DATA IN THIS EXERCISE Start Marker

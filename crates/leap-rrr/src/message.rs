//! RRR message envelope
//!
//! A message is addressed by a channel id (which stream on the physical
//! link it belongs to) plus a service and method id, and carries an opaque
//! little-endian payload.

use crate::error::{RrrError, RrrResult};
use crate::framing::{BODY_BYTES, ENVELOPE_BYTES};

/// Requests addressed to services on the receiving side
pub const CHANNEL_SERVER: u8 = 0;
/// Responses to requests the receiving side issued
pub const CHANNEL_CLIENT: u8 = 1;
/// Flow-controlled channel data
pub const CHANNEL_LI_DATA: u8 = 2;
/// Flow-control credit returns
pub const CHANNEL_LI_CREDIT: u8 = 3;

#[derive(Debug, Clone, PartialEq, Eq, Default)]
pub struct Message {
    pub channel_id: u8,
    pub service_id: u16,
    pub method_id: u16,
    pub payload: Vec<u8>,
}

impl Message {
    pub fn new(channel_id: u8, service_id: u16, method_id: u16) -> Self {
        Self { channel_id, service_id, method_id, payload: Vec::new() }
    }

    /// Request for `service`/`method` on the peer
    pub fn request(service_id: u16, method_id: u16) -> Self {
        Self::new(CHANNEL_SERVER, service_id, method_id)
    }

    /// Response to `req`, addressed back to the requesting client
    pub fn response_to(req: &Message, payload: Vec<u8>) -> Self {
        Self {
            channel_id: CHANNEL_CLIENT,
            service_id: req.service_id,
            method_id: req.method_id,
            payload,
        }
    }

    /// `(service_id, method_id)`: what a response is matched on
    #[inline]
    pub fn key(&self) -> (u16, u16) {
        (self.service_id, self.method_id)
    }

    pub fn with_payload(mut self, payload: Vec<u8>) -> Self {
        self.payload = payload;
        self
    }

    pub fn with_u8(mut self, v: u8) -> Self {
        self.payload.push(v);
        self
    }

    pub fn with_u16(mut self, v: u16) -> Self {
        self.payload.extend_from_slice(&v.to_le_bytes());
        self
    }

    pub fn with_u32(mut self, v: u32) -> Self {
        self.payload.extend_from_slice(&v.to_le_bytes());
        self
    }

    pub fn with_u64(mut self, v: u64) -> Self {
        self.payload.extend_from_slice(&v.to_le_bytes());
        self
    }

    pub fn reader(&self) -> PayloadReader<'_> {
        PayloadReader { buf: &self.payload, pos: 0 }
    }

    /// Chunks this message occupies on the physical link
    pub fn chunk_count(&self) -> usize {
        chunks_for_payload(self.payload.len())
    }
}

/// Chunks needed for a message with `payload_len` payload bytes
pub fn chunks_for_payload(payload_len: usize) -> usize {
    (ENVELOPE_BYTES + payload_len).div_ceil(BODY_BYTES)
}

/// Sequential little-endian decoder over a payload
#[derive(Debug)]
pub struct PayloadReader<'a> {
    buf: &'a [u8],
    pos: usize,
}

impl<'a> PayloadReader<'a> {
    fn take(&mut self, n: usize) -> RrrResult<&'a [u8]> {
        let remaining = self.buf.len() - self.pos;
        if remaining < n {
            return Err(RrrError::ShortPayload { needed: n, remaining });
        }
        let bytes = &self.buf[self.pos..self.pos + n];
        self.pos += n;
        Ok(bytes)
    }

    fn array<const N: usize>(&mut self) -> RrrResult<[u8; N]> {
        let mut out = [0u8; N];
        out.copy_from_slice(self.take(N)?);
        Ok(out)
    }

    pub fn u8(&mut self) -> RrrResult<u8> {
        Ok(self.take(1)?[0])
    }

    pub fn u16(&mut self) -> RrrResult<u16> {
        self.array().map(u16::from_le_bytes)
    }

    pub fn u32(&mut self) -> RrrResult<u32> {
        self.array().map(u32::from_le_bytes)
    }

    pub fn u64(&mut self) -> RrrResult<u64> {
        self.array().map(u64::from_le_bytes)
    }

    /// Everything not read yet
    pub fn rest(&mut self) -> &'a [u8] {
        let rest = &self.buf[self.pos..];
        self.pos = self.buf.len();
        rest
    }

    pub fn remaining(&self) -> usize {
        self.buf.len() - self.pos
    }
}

DATA IN THIS EXERCISE End Marker

• _WORK ORDER_:
Copy each line of the entries that includes the word "const".

• _PROBLEM SOLUTION_:
pub const CHANNEL_SERVER: u8 = 0;
pub const CHANNEL_CLIENT: u8 = 1;
pub const CHANNEL_LI_DATA: u8 = 2;
pub const CHANNEL_LI_CREDIT: u8 = 3;
    fn array<const N: usize>(&mut self) -> RrrResult<[u8; N]> {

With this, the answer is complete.